New nano material is far tougher than diamonds.
Published by: Jerusalem Post (link was updated
to original full article)
Professors Eli Altus, Harold Basch and Shmaryahu Hoz, with doctoral student Lior Itzhaki have published their findings in the Internet edition of the world’s most influential chemistry journal, Angewdte Chemie.
If nanotechnology can be applied to create tiny machines, scientists must first understand the connection between the quantum mechanical behavior of atoms and molecules and the classical world of mechanical engineering. For example, a miniature vacuum cleaner might be built to travel through human blood vessels and clean out excessive cholesterol. Yet it is unknown whether its tiny mechanical arm would be strong enough to remove the fatty plaques.
“We don’t know if the rules of macro are relevant on the nano level,” says Hoz. “For example, we’re not sure if I-shaped beams (which are the strong structures used for construction of houses and railway ties) are also the optimally strong structure in the nano world,” where materials are measured in microns.
Hoz says his team wanted to bridge the macro world of mechanical engineering and the nano world controlled by quantum mechanics. For this he brought together Eltus from the Technion, who is an expert in the former, and BIU’s Basch, a specialist in the latter.
The team broke the world hardness record by combining quantum mechanics, chemistry and mechanical engineering. They synthesized polyyne, a superhard molecular rod comprised of acetylene units – that resists 40 times more longitudinal compression than a diamond. Ironically, these glittery gems are comprised from the element carbon and have the weakest type of chemical bonds, while polyyne has the strongest bonds in carbon chemistry.
The biology of song comes mostly from research on songbirds and shares important characteristics with human language. Song commonly figures in courtship rituals among birds, insects and frogs – but excluding humans, such behavior in mammals had been restricted to whales and bats, and none of these can be studied with genetic tools.
In a new study published in the open access journal PLoS Biology, Timothy Holy and Zhongsheng Guo at the Washington University School of Medicine show that mice can sing too; and this could open whole new avenues of research into the genetic contributions to song and song learning.

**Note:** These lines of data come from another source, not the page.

pub mod initialize;
pub mod log;
pub mod migrate;
pub mod pool;
pub mod queries;
pub mod stats;
use chrono::{Datelike, Duration, NaiveDate, Weekday};

/// Persian week: Saturday → Friday.
pub const WEEK_START: Weekday = Weekday::Sat;
pub const WEEK_END: Weekday = Weekday::Fri;

pub fn today() -> NaiveDate {
    chrono::Local::now().date_naive()
}

pub fn yesterday() -> NaiveDate {
    today() - Duration::days(1)
}

pub fn parse_date(s: &str) -> Option<NaiveDate> {
    NaiveDate::parse_from_str(s, "%Y-%m-%d").ok()
}

/// Most recent `weekday` on or before `from`.
pub fn last_weekday(weekday: Weekday, from: NaiveDate) -> NaiveDate {
    let back = (from.weekday().num_days_from_monday() + 7 - weekday.num_days_from_monday()) % 7;
    from - Duration::days(back as i64)
}

/// First `weekday` on or after `from`.
pub fn next_weekday(weekday: Weekday, from: NaiveDate) -> NaiveDate {
    let ahead = (weekday.num_days_from_monday() + 7 - from.weekday().num_days_from_monday()) % 7;
    from + Duration::days(ahead as i64)
}
use std::fmt;

/// ANSI colors
const RESET: &str = "\x1b[0m";
const BOLD: &str = "\x1b[1m";

const FG_BLUE: &str = "\x1b[34m";
const FG_GREEN: &str = "\x1b[32m";
const FG_YELLOW: &str = "\x1b[33m";
const FG_RED: &str = "\x1b[31m";
const FG_CYAN: &str = "\x1b[36m";

/// Icons
const ICON_INFO: &str = "ℹ️";
const ICON_OK: &str = "✅";
const ICON_WARN: &str = "⚠️";
const ICON_ERR: &str = "❌";

pub fn info<T: fmt::Display>(msg: T) {
    println!("{}{}{} {}{}", FG_BLUE, BOLD, ICON_INFO, RESET, msg);
}

pub fn success<T: fmt::Display>(msg: T) {
    println!("{}{}{} {}{}", FG_GREEN, BOLD, ICON_OK, RESET, msg);
}

pub fn warning<T: fmt::Display>(msg: T) {
    println!("{}{}{} {}{}", FG_YELLOW, BOLD, ICON_WARN, RESET, msg);
}

pub fn error<T: fmt::Display>(msg: T) {
    eprintln!("{}{}{} {}{}", FG_RED, BOLD, ICON_ERR, RESET, msg);
}

/// Numbered step of a multi-step run, e.g. `[2/5] Ingesting entries`.
pub fn step<T: fmt::Display>(n: usize, total: usize, msg: T) {
    println!("{}{}[{}/{}]{} {}", FG_CYAN, BOLD, n, total, RESET, msg);
}

/// Section header
pub fn header<T: fmt::Display>(msg: T) {
    println!("{}{}==== {} ===={}", FG_BLUE, BOLD, msg, RESET);
}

Social encounters among mice prompt vocalizations, such as the inaudible ultrasonic calls of males presented with females or female hormones called pheromones. Previous studies of these vocalizations focused on classifying them by when they happened, rather than on their acoustic patterns. In this study, Holy and Guo focused on the sounds themselves, using cotton swabs coated with urine from female or male mice or a combination of the two to elicit the male mouse’s ultrasonic sounds. Far from random patter, male ultrasonic calls were found to contain complex passages with long sequences composed of diverse syllable types.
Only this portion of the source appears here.